By reason of the great conquests in Syria and 'Irāḳ the capital, Medina, was no longer the centre of the new empire. Byzantine Egypt lay close by, and from Egypt a reconquest of Syria, even an attack on Medina itself, might be regarded as by no means impossible. Besides Alexandria the town of Klysma (Ḳulzum, Suez) appears to have been a strong naval port. Probably all Egypt was then an important base for the fleet of the Byzantines and one of their principal dockyards; for the Arabians of the earlier times it decidedly became such, and it appears not improbable that their conquest of Egypt was connected with the recognition that only the possession of a fleet would ensure the lasting retention of the new acquisitions, the Syrian coast towns, for instance. After the fruitless efforts to take Caesarea this recognition was a matter of course.

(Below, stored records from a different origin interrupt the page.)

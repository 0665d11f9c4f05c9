// Авторские права (c) 2025 urdekcah. Все права защищены.
//
// Этот исходный код распространяется под лицензией AGPL-3.0,
// текст которой находится в файле LICENSE в корневом каталоге данного проекта.
use axum::body::Body;
use axum::http::{Request, StatusCode};
use chuckme::{create_app, AppState};
use tower::ServiceExt;
use wiremock::matchers::{method, path};
use wiremock::{Mock, MockServer, ResponseTemplate};

fn app_for(upstream: &MockServer) -> axum::Router {
  create_app(AppState::new(format!("{}/jokes/random", upstream.uri())))
}

#[tokio::test]
async fn random_returns_the_upstream_value_as_plain_text() {
  let upstream = MockServer::start().await;
  Mock::given(method("GET"))
    .and(path("/jokes/random"))
    .respond_with(ResponseTemplate::new(200).set_body_json(serde_json::json!({
      "icon_url": "https://api.chucknorris.io/img/avatar/chuck-norris.png",
      "value": "Chuck Norris can divide by zero."
    })))
    .mount(&upstream)
    .await;

  let response = app_for(&upstream)
    .oneshot(Request::builder().uri("/random").body(Body::empty()).unwrap())
    .await
    .unwrap();

  assert_eq!(response.status(), StatusCode::OK);
  let content_type = response
    .headers()
    .get("content-type")
    .and_then(|v| v.to_str().ok())
    .unwrap_or_default()
    .to_string();
  assert!(content_type.starts_with("text/plain"), "got {content_type}");

  let body = axum::body::to_bytes(response.into_body(), usize::MAX).await.unwrap();
  assert_eq!(&body[..], b"Chuck Norris can divide by zero.");
}

#[tokio::test]
async fn upstream_failure_maps_to_bad_gateway() {
  let upstream = MockServer::start().await;
  Mock::given(method("GET"))
    .and(path("/jokes/random"))
    .respond_with(ResponseTemplate::new(500))
    .mount(&upstream)
    .await;

  let response = app_for(&upstream)
    .oneshot(Request::builder().uri("/random").body(Body::empty()).unwrap())
    .await
    .unwrap();

  assert_eq!(response.status(), StatusCode::BAD_GATEWAY);
}
// Авторские права (c) 2025 urdekcah. Все права защищены.
//
// Этот исходный код распространяется под лицензией AGPL-3.0,
// текст которой находится в файле LICENSE в корневом каталоге данного проекта.
use axum::extract::State;
use axum::http::StatusCode;
use axum::routing::get;
use axum::Router;
use serde::Deserialize;
use tower_http::trace::TraceLayer;

// Anything that goes in here must be cheap to clone; axum clones the state
// per request.
#[derive(Clone)]
pub struct AppState {
  client: reqwest::Client,
  upstream_url: String,
}

impl AppState {
  pub fn new(upstream_url: impl Into<String>) -> Self {
    Self {
      client: reqwest::Client::new(),
      upstream_url: upstream_url.into(),
    }
  }
}

#[derive(Debug, Deserialize)]
struct JokeResponse {
  value: String,
}

pub fn create_app(state: AppState) -> Router {
  Router::new()
    .route("/random", get(random_joke))
    .layer(TraceLayer::new_for_http())
    .with_state(state)
}

// One upstream GET, reshaped to a plain-text body. No retry, no caching.
async fn random_joke(State(state): State<AppState>) -> Result<String, (StatusCode, String)> {
  let response = state
    .client
    .get(&state.upstream_url)
    .send()
    .await
    .map_err(|e| (StatusCode::BAD_GATEWAY, e.to_string()))?;

  if !response.status().is_success() {
    return Err((
      StatusCode::BAD_GATEWAY,
      format!("Upstream request failed: {}", response.status()),
    ));
  }

  let joke: JokeResponse = response
    .json()
    .await
    .map_err(|e| (StatusCode::BAD_GATEWAY, e.to_string()))?;

  Ok(joke.value)
}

Apart from this Egypt, a land rich in corn, must have been a more desirable land for the central government than the distant 'Irāḳ or Mesopotamia, for we find that soon after the conquest the growing needs of Medina were supplied by regular imports of corn from Egypt. It is therefore without doubt a non-historical conception, when an Arabian source represents Egypt as having been conquered against the wishes of the Caliph. The conquest of Egypt falls in a period during which the occupation of new territories was carried out systematically, instead of by the former more or less casual raids.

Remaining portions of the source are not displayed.